What to work on —
State, as a number alone, how many lines of the data contain the string "Deserialize".

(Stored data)

|---|

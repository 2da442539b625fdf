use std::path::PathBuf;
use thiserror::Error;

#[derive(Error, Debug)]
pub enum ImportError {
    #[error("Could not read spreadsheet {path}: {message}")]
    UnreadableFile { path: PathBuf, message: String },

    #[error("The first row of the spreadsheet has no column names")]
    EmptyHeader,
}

|---|

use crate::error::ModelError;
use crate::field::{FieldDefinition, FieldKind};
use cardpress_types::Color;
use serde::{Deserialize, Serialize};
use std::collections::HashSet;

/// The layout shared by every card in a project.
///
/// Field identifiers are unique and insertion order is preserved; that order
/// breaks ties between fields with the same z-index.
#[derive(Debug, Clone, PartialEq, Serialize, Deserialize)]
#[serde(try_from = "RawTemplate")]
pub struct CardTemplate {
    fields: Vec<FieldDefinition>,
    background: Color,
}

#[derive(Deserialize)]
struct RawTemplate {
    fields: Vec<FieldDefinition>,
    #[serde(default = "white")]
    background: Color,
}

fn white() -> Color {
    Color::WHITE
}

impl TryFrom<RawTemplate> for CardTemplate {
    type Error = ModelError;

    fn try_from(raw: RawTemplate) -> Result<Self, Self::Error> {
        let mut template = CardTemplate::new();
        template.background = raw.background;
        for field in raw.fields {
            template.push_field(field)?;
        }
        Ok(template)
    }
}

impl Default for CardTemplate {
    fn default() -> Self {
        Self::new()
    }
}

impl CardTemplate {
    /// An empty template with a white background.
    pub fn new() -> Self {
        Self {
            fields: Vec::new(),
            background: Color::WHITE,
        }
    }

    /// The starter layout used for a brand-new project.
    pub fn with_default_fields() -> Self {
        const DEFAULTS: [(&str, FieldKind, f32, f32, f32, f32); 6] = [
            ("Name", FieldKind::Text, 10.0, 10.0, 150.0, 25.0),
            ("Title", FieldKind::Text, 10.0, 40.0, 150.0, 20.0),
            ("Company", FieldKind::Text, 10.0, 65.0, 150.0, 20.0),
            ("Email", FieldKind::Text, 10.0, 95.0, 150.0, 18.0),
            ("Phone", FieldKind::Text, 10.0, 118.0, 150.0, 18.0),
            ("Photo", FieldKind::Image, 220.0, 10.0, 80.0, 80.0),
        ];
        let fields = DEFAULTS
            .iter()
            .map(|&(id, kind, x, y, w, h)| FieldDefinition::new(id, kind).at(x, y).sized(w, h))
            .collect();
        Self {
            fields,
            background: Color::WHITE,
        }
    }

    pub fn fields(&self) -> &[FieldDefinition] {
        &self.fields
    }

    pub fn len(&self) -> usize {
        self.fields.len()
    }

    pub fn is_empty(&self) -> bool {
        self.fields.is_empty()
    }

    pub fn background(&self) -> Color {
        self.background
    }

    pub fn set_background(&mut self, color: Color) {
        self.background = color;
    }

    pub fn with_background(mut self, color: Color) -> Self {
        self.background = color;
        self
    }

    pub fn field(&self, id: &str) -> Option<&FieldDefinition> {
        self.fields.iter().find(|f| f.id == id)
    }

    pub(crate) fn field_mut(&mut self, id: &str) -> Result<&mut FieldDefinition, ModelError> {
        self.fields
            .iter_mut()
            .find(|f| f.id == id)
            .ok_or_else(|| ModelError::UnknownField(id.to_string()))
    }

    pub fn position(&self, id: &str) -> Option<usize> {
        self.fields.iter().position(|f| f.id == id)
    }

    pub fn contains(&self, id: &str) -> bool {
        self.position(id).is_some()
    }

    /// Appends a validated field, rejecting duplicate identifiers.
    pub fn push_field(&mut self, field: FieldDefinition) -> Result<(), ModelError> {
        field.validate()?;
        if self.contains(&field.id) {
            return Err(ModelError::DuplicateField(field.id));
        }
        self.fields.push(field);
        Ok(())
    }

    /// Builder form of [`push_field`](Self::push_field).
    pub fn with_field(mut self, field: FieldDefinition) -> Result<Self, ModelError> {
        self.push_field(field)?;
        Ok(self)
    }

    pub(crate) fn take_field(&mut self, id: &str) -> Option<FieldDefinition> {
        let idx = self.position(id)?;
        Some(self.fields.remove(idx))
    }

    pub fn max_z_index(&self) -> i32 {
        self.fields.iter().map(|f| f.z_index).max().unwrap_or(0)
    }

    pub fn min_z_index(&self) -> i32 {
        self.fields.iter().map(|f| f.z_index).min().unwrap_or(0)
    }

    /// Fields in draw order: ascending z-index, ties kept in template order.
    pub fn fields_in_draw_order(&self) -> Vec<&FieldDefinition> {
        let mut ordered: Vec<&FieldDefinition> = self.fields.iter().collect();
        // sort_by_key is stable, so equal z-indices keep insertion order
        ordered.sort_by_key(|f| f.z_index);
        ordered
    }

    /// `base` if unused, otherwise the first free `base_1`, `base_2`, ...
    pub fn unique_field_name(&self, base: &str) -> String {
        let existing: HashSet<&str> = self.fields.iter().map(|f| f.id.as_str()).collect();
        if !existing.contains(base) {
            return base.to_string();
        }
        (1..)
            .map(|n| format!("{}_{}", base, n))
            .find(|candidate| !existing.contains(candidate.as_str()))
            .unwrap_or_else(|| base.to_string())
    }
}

|---|

Output for this exercise —
3